(Collected data)
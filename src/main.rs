//! Upload Ingest Worker - validates uploaded CSV files into the warehouse
//!
//! Listens for object-finalize events on NATS, writes the file's complete
//! rows to the destination table and emails the recipients named in it.

mod cli;
mod config;
mod error;
mod handlers;
mod services;
mod types;

use std::sync::Arc;

use anyhow::Result;
use clap::Parser;
use tracing::{info, error};
use tracing_subscriber::{layer::SubscriberExt, util::SubscriberInitExt};
use tracing_appender::rolling::{RollingFileAppender, Rotation};

use crate::cli::{Cli, Command};
use crate::services::email_sender::create_email_sender;
use crate::services::object_store::create_object_store;
use crate::services::pipeline::IngestPipeline;
use crate::services::warehouse::create_warehouse;
use crate::types::UploadEvent;

#[tokio::main]
async fn main() -> Result<()> {
    let cli = Cli::parse();

    // Logs directory - use LOGS_DIR env var or default to ./logs
    let logs_dir = std::env::var("LOGS_DIR")
        .unwrap_or_else(|_| "./logs".to_string());
    std::fs::create_dir_all(&logs_dir).ok();

    // File appender for persistent logs (daily rotation)
    let file_appender = RollingFileAppender::new(
        Rotation::DAILY,
        &logs_dir,
        "worker.log",
    );
    let (non_blocking, _guard) = tracing_appender::non_blocking(file_appender);

    // Initialize logging - both stdout and file
    tracing_subscriber::registry()
        .with(tracing_subscriber::EnvFilter::new(
            std::env::var("RUST_LOG").unwrap_or_else(|_| "info,upload_ingest_worker=debug".into()),
        ))
        .with(tracing_subscriber::fmt::layer())  // stdout
        .with(tracing_subscriber::fmt::layer().with_writer(non_blocking).with_ansi(false))  // file
        .init();

    info!("Starting Upload Ingest Worker...");

    // Load configuration
    let config = config::Config::from_env()?;
    info!("Configuration loaded");

    let pipeline = Arc::new(IngestPipeline::new(
        config.pipeline.clone(),
        create_object_store(&config.storage).await?,
        create_warehouse(&config.warehouse).await?,
        create_email_sender(&config.email)?,
    ));

    match cli.command.unwrap_or(Command::Serve) {
        Command::Run { bucket, object } => {
            let report = pipeline.run(&UploadEvent::new(bucket, object)).await?;
            println!("{}", serde_json::to_string_pretty(&report)?);
            Ok(())
        }
        Command::Serve => {
            // Connect to NATS (supports optional NATS_USER/NATS_PASSWORD auth).
            let nats_client = match (&config.nats_user, &config.nats_password) {
                (Some(user), Some(password)) => {
                    async_nats::ConnectOptions::new()
                        .user_and_password(user.clone(), password.clone())
                        .connect(&config.nats_url)
                        .await?
                }
                _ => async_nats::connect(&config.nats_url).await?,
            };
            info!("Connected to NATS at {}", config.nats_url);

            // Start message handlers
            let handler_result = handlers::start_handlers(nats_client, pipeline, &config).await;

            if let Err(e) = handler_result {
                error!("Handler error: {}", e);
                return Err(e);
            }

            Ok(())
        }
    }
}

▶ Aim of the exercise:
Every line that holds the word "bucket" should be copied from the records above.

▶ Solution:
        Command::Run { bucket, object } => {
            let report = pipeline.run(&UploadEvent::new(bucket, object)).await?;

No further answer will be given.